In some aspects, wherein writing CIM output to the first DMAC activation buffer and reading the patch of CIM output from the first DMAC activation buffer are controlled by a programmable controller.
In some aspects, the programmable controller implements a read pointer and a write pointer, and the read pointer and write pointer are shared across a plurality of DMAC activation buffers, each associated with a respective output data channel of the plurality of output data channels.
In some aspects, the programmable controller is programmed using one or more configurable variables comprising: a first variable indicating a size of the patch of activation data, a second variable indicating a size of each data element in the patch of CIM output, and a third variable indicating a spacing of data elements in the activation buffer.
At block 525, multiply-accumulate (MAC) operations are performed with the patch of CIM output and the weight data to generate a DMAC output.
In some aspects, the method 500 also includes generating a depthwise convolution output based on DMAC output for each respective output data channel of the plurality of output data channels.
In some aspects, performing the MAC operations with the patch of CIM output and the weight data is pipelined behind the CIM array by initiating the MAC operations upon determining that a specified data element has been written to the first DMAC activation buffer.
In some aspects, the method 500 also includes, for a second output data channel of the plurality of output data channels: determining that a patch of data in the second output data channel satisfies defined sparsity criteria, and refraining from processing the patch of data using a DMAC.
Processing system 600 includes a central processing unit (CPU) 602, which in some examples may be a multi-core CPU. Instructions executed at the CPU 602 may be loaded, for example, from a program memory associated with the CPU 602 or may be loaded from a memory partition 624.
Processing system 600 also includes additional processing components tailored to specific functions, such as a graphics processing unit (GPU) 604, a digital signal processor (DSP) 606, a neural processing unit (NPU) 608, a multimedia processing unit 610, and a wireless connectivity component 612.
An NPU, such as 608, is generally a specialized circuit configured for implementing all the necessary control and arithmetic logic for executing machine learning algorithms, such as algorithms for processing artificial neural networks (ANNs), deep neural networks (DNNs), random forests (RFs), and the like.

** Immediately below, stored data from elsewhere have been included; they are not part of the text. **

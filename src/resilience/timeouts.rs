//! Timeout enforcement.
//!
//! # Responsibilities
//! - Define the three stage budgets (client, upstream fetch, persistence)
//! - Mint a fresh [`Deadline`] at the moment a stage begins
//! - Run a future bounded by that deadline
//!
//! # Design Decisions
//! - Uses Tokio's timeout facilities
//! - Deadlines never inherit from a caller's remaining budget; each stage
//!   starts its own wall-clock timer
//! - Expiry is reported as [`RateError::DeadlineExceeded`], distinct from
//!   transport errors

use std::future::Future;
use std::time::Duration;
use tokio::time::Instant;

use crate::error::{RateError, RateResult};

/// Overall budget for one client run.
pub const CLIENT_TIMEOUT: Duration = Duration::from_millis(300);

/// Budget for the server's call to the upstream rate provider.
pub const UPSTREAM_TIMEOUT: Duration = Duration::from_millis(200);

/// Budget for the server's insert into the rate store.
pub const PERSISTENCE_TIMEOUT: Duration = Duration::from_millis(10);

/// A wall-clock point after which the bounded work is abandoned.
#[derive(Debug, Clone, Copy)]
pub struct Deadline {
    at: Instant,
    budget: Duration,
}

impl Deadline {
    /// Start a new deadline `budget` from now.
    pub fn after(budget: Duration) -> Self {
        Self {
            at: Instant::now() + budget,
            budget,
        }
    }

    /// Whether the deadline has already passed.
    pub fn is_expired(&self) -> bool {
        Instant::now() >= self.at
    }

    /// Time left before expiry (zero once expired).
    pub fn remaining(&self) -> Duration {
        self.at.saturating_duration_since(Instant::now())
    }

    /// The budget this deadline was minted with.
    pub fn budget(&self) -> Duration {
        self.budget
    }

    /// Drive `fut` until it completes or the deadline passes.
    pub async fn run<F, T>(&self, fut: F) -> RateResult<T>
    where
        F: Future<Output = T>,
    {
        tokio::time::timeout_at(self.at, fut)
            .await
            .map_err(|_| RateError::DeadlineExceeded)
    }
}

#[cfg(test)]
mod tests {
    use super::*;

    #[test]
    fn test_budgets_cascade() {
        assert!(CLIENT_TIMEOUT > UPSTREAM_TIMEOUT);
        assert!(UPSTREAM_TIMEOUT > PERSISTENCE_TIMEOUT);
    }

    #[tokio::test]
    async fn test_zero_budget_is_expired_immediately() {
        let deadline = Deadline::after(Duration::ZERO);
        assert!(deadline.is_expired());
        assert_eq!(deadline.remaining(), Duration::ZERO);
    }

    #[tokio::test]
    async fn test_run_completes_within_budget() {
        let deadline = Deadline::after(Duration::from_millis(200));
        let value = deadline.run(async { 42 }).await.unwrap();
        assert_eq!(value, 42);
        assert!(!deadline.is_expired());
    }

    #[tokio::test(start_paused = true)]
    async fn test_run_reports_expiry() {
        let deadline = Deadline::after(PERSISTENCE_TIMEOUT);
        let result = deadline
            .run(tokio::time::sleep(Duration::from_millis(50)))
            .await;
        assert!(matches!(result, Err(RateError::DeadlineExceeded)));
        assert!(deadline.is_expired());
    }

    #[tokio::test(start_paused = true)]
    async fn test_deadlines_are_independent() {
        let outer = Deadline::after(CLIENT_TIMEOUT);
        tokio::time::advance(Duration::from_millis(250)).await;

        // A stage started now gets its full budget, not the outer remainder.
        let inner = Deadline::after(UPSTREAM_TIMEOUT);
        assert!(inner.remaining() > outer.remaining());
        assert_eq!(inner.budget(), UPSTREAM_TIMEOUT);
    }
}
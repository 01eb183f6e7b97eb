//! Shared utilities for integration testing.

#![allow(dead_code)]

use async_trait::async_trait;
use std::future::Future;
use std::net::SocketAddr;
use std::sync::atomic::{AtomicUsize, Ordering};
use std::sync::Arc;
use std::time::Duration;
use tokio::io::{AsyncReadExt, AsyncWriteExt};
use tokio::net::{TcpListener, TcpStream};

use cotacao::rates::{PersistedRateRecord, RateConnection, RateQuote, RateStore};
use cotacao::{RateError, RateResult, RateServer};

/// Upstream body for a USD/BRL quote with the given bid.
pub fn upstream_json(bid: &str) -> String {
    format!(
        r#"{{"USDBRL":{{"code":"USD","codein":"BRL","name":"Dólar Americano/Real Brasileiro","high":"5.4521","low":"5.4012","varBid":"0.0123","pctChange":"0.23","bid":"{}","ask":"5.4312","timestamp":"1717012345","create_date":"2024-05-29 17:12:25"}}}}"#,
        bid
    )
}

/// Client that never reuses connections across tests.
pub fn test_http_client() -> reqwest::Client {
    reqwest::Client::builder()
        .pool_max_idle_per_host(0)
        .no_proxy()
        .build()
        .unwrap()
}

async fn read_request_head(socket: &mut TcpStream) {
    let mut buf = Vec::new();
    let mut chunk = [0u8; 1024];
    while !buf.windows(4).any(|w| w == b"\r\n\r\n") {
        match socket.read(&mut chunk).await {
            Ok(0) | Err(_) => return,
            Ok(n) => buf.extend_from_slice(&chunk[..n]),
        }
    }
}

fn status_line(status: u16) -> &'static str {
    match status {
        200 => "200 OK",
        400 => "400 Bad Request",
        404 => "404 Not Found",
        429 => "429 Too Many Requests",
        500 => "500 Internal Server Error",
        503 => "503 Service Unavailable",
        _ => "200 OK",
    }
}

/// Start a programmable HTTP backend on an ephemeral port.
///
/// `f` decides each response and may sleep to simulate a slow peer.
pub async fn start_programmable_backend<F, Fut>(f: F) -> SocketAddr
where
    F: Fn() -> Fut + Send + Sync + 'static,
    Fut: Future<Output = (u16, String)> + Send + 'static,
{
    let listener = TcpListener::bind("127.0.0.1:0").await.unwrap();
    let addr = listener.local_addr().unwrap();
    let f = Arc::new(f);

    tokio::spawn(async move {
        loop {
            match listener.accept().await {
                Ok((mut socket, _)) => {
                    let f = f.clone();
                    tokio::spawn(async move {
                        read_request_head(&mut socket).await;
                        let (status, body) = f().await;
                        let response = format!(
                            "HTTP/1.1 {}\r\nContent-Type: text/plain\r\nContent-Length: {}\r\nConnection: close\r\n\r\n{}",
                            status_line(status),
                            body.len(),
                            body
                        );
                        let _ = socket.write_all(response.as_bytes()).await;
                        let _ = socket.shutdown().await;
                    });
                }
                Err(_) => break,
            }
        }
    });

    addr
}

/// Start a backend that always answers `status` with `body`, counting hits.
pub async fn start_counting_backend(status: u16, body: String, delay: Duration) -> (SocketAddr, Arc<AtomicUsize>) {
    let hits = Arc::new(AtomicUsize::new(0));
    let counter = hits.clone();
    let addr = start_programmable_backend(move || {
        let counter = counter.clone();
        let body = body.clone();
        async move {
            counter.fetch_add(1, Ordering::SeqCst);
            if !delay.is_zero() {
                tokio::time::sleep(delay).await;
            }
            (status, body)
        }
    })
    .await;
    (addr, hits)
}

/// Start a backend that promises `content_length` bytes, sends only
/// `partial_body`, then holds the connection open for `stall`.
pub async fn start_stalling_backend(content_length: usize, partial_body: &'static str, stall: Duration) -> SocketAddr {
    let listener = TcpListener::bind("127.0.0.1:0").await.unwrap();
    let addr = listener.local_addr().unwrap();

    tokio::spawn(async move {
        while let Ok((mut socket, _)) = listener.accept().await {
            tokio::spawn(async move {
                read_request_head(&mut socket).await;
                let head = format!(
                    "HTTP/1.1 200 OK\r\nContent-Type: application/json\r\nContent-Length: {}\r\nConnection: close\r\n\r\n",
                    content_length
                );
                let _ = socket.write_all(head.as_bytes()).await;
                let _ = socket.write_all(partial_body.as_bytes()).await;
                let _ = socket.flush().await;
                tokio::time::sleep(stall).await;
                let _ = socket.shutdown().await;
            });
        }
    });

    addr
}

/// Serve `server` on an ephemeral port, returning its `/cotacao` URL.
pub async fn spawn_server(server: RateServer) -> String {
    let listener = TcpListener::bind("127.0.0.1:0").await.unwrap();
    let addr = listener.local_addr().unwrap();
    tokio::spawn(async move {
        let _ = server.run(listener).await;
    });
    format!("http://{}/cotacao", addr)
}

/// Store double that records calls and can be told to fail.
#[derive(Default)]
pub struct RecordingStore {
    pub connects: AtomicUsize,
    pub inserts: Arc<AtomicUsize>,
    pub fail_setup: bool,
    pub fail_insert: bool,
    pub insert_delay: Option<Duration>,
}

impl RecordingStore {
    pub fn failing_setup() -> Self {
        Self {
            fail_setup: true,
            ..Default::default()
        }
    }

    pub fn failing_insert() -> Self {
        Self {
            fail_insert: true,
            ..Default::default()
        }
    }

    pub fn slow_insert(delay: Duration) -> Self {
        Self {
            insert_delay: Some(delay),
            ..Default::default()
        }
    }

    pub fn calls(&self) -> usize {
        self.connects.load(Ordering::SeqCst) + self.inserts.load(Ordering::SeqCst)
    }
}

#[async_trait]
impl RateStore for RecordingStore {
    async fn connect(&self) -> RateResult<Box<dyn RateConnection>> {
        self.connects.fetch_add(1, Ordering::SeqCst);
        if self.fail_setup {
            return Err(RateError::PersistenceSetup("unable to open database file".into()));
        }
        Ok(Box::new(RecordingConnection {
            inserts: self.inserts.clone(),
            fail: self.fail_insert,
            delay: self.insert_delay,
        }))
    }
}

struct RecordingConnection {
    inserts: Arc<AtomicUsize>,
    fail: bool,
    delay: Option<Duration>,
}

#[async_trait]
impl RateConnection for RecordingConnection {
    async fn insert(&mut self, quote: &RateQuote) -> RateResult<PersistedRateRecord> {
        let id = self.inserts.fetch_add(1, Ordering::SeqCst) as i64 + 1;
        if let Some(delay) = self.delay {
            tokio::time::sleep(delay).await;
        }
        if self.fail {
            return Err(RateError::PersistenceWrite("database is locked".into()));
        }
        Ok(PersistedRateRecord {
            id,
            quote: quote.clone(),
        })
    }
}
//! Resilience subsystem.
//!
//! # Data Flow
//! ```text
//! Client run:       Deadline(300ms) ── GET /cotacao ──────────────┐
//! Server request:                     Deadline(200ms) ── upstream │
//!                                     Deadline(10ms)  ── insert   │
//! ```
//!
//! # Design Decisions
//! - Every external call has a deadline
//! - Deadlines are minted per stage and never composed
//! - No retries: a failed stage ends the pipeline

pub mod timeouts;

pub use timeouts::{Deadline, CLIENT_TIMEOUT, PERSISTENCE_TIMEOUT, UPSTREAM_TIMEOUT};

An NPU may sometimes alternatively be referred to as a neural signal processor (NSP), tensor processing units (TPU), neural network processor (NNP), intelligence processing unit (IPU), vision processing unit (VPU), or graph processing unit.
NPUs, such as 608, are configured to accelerate the performance of common machine learning tasks, such as image classification, machine translation, object detection, and various other predictive models. In some examples, a plurality of NPUs may be instantiated on a single chip, such as a system on a chip (SoC), while in other examples they may be part of a dedicated neural-network accelerator.
NPUs may be optimized for training or inference, or in some cases configured to balance performance between both. For NPUs that are capable of performing both training and inference, the two tasks may still generally be performed independently.
NPUs designed to accelerate training are generally configured to accelerate the optimization of new models, which is a highly compute-intensive operation that involves inputting an existing dataset (often labeled or tagged), iterating over the dataset, and then adjusting model parameters, such as weights and biases, in order to improve model performance. Generally, optimizing based on a wrong prediction involves propagating back through the layers of the model and determining gradients to reduce the prediction error.
NPUs designed to accelerate inference are generally configured to operate on complete models. Such NPUs may thus be configured to input a new piece of data and rapidly process it through an already trained model to generate a model output (e.g., an inference).
In one implementation, NPU 608 is a part of one or more of CPU 602, GPU 604, and/or DSP 606.
In some examples, wireless connectivity component 612 may include subcomponents, for example, for third generation (3G) connectivity, fourth generation (4G) connectivity (e.g., 4G LTE), fifth generation connectivity (e.g., 5G or NR), Wi-Fi connectivity, Bluetooth connectivity, and other wireless data transmission standards. Wireless connectivity processing component 612 is further connected to one or more antennas 614.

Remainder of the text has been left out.